Sunday, November 2, 2008

The Elections and the South Valley: Part II

Congress: With El Paso spilling into the South Valley and parts of Cd. Juarez spilling north, there is a huge amount of work to be done to take control over this growth, absorb it, adapt it to our local culture, and keep it working in the interest of the local population and welfare. This will not be easy. Given the relative poverty of the region it seems likely that outsiders will come to believe that the South Valley might be bought and sold for very little. But the South Valley is now the location of the biggest economic development project in New Mexico history, and the next congressman needs to make the South Valley a priority. This means keeping track of what is happening, assisting in the mobilization of federal funds by pointing out where monies might be available, and encouraging a smooth interface between local, state, and federal agencies as these react to the imperatives of growth.

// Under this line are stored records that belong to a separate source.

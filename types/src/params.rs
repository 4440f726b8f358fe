//! Governance and sale parameters.
//!
//! Durations are in blocks. Every field can be set from the TOML config, so
//! token amounts here are 64-bit; the submission parameters can also be
//! changed later by a passed proposal.

use serde::{Deserialize, Serialize};

use crate::error::TypesError;

/// Basis-point denominator.
pub const BPS_DENOMINATOR: u128 = 10_000;

/// Parameters of proposal submission and voting.
#[derive(Clone, Debug, PartialEq, Eq, Serialize, Deserialize)]
#[serde(default)]
pub struct GovernanceParams {
    // ── Submission ───────────────────────────────────────────────────────
    /// Number of blocks a proposal accepts votes for.
    pub proposal_duration: u64,

    /// Minimum distance between submission and start height.
    pub minimum_proposal_start_delay: u64,

    /// Maximum distance between submission and start height.
    pub maximum_proposal_start_delay: u64,

    /// Governance-token balance a proposer must hold (0 disables the check).
    pub propose_threshold: u64,

    // ── Voting ───────────────────────────────────────────────────────────
    /// Rescinding cast votes is refused once fewer than this many blocks
    /// remain before the end height.
    pub rescind_time_lock: u64,

    /// Share of cast votes that must be "for" (strictly greater than), in
    /// basis points. 5000 = simple majority.
    pub pass_threshold_bps: u32,

    /// Minimum total votes cast for a proposal to be able to pass.
    pub quorum: u64,
}

impl Default for GovernanceParams {
    fn default() -> Self {
        Self {
            proposal_duration: 1440,
            minimum_proposal_start_delay: 144,
            maximum_proposal_start_delay: 1008,
            propose_threshold: 0,
            rescind_time_lock: 289,
            pass_threshold_bps: 5000,
            quorum: 0,
        }
    }
}

impl GovernanceParams {
    /// Check internal consistency.
    pub fn validate(&self) -> Result<(), TypesError> {
        if u128::from(self.pass_threshold_bps) > BPS_DENOMINATOR {
            return Err(TypesError::InvalidThreshold(self.pass_threshold_bps));
        }
        Ok(())
    }

    /// Whether a tally passes under these parameters.
    ///
    /// Passes iff the total meets the quorum and
    /// `for * 10_000 > total * pass_threshold_bps`.
    pub fn passes(&self, votes_for: u128, votes_against: u128) -> bool {
        let total = votes_for.saturating_add(votes_against);
        if total < u128::from(self.quorum) || total == 0 {
            return false;
        }
        let lhs = votes_for.saturating_mul(BPS_DENOMINATOR);
        let rhs = total.saturating_mul(u128::from(self.pass_threshold_bps));
        lhs > rhs
    }
}

/// Parameters of the token sale extension.
#[derive(Clone, Debug, PartialEq, Eq, Serialize, Deserialize)]
#[serde(default)]
pub struct SaleParams {
    /// Number of blocks the sale runs for once started.
    pub duration: u64,

    /// Price of one governance token, in micro-STX.
    pub price_per_token: u64,

    /// Total allocation required for the sale to succeed.
    pub minimum_sale_amount: u64,

    /// Maximum allocation per buyer (0 = unlimited).
    pub maximum_allocation: u64,
}

impl Default for SaleParams {
    fn default() -> Self {
        Self {
            duration: 1440,
            price_per_token: 1,
            minimum_sale_amount: 0,
            maximum_allocation: 0,
        }
    }
}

Much of this can be accomplished by an alert staffer based in Las Cruces, but it will also take all the muscle our now-very-junior New Mexico delegation in Washington can muster. I began this campaign supporting Joseph Cervantes for Congress, and when he withdrew from the race I stayed out of the primary election. After observing Teague and Tinsley campaign this season I believe Harry Teague is temperamentally closer, and more sympathetic, to the culture of the South Valley, and more likely to be able to get things done in a Congress controlled by Democrats. Let's give Harry Teague a good margin to work with in Dona Ana County and the South Valley.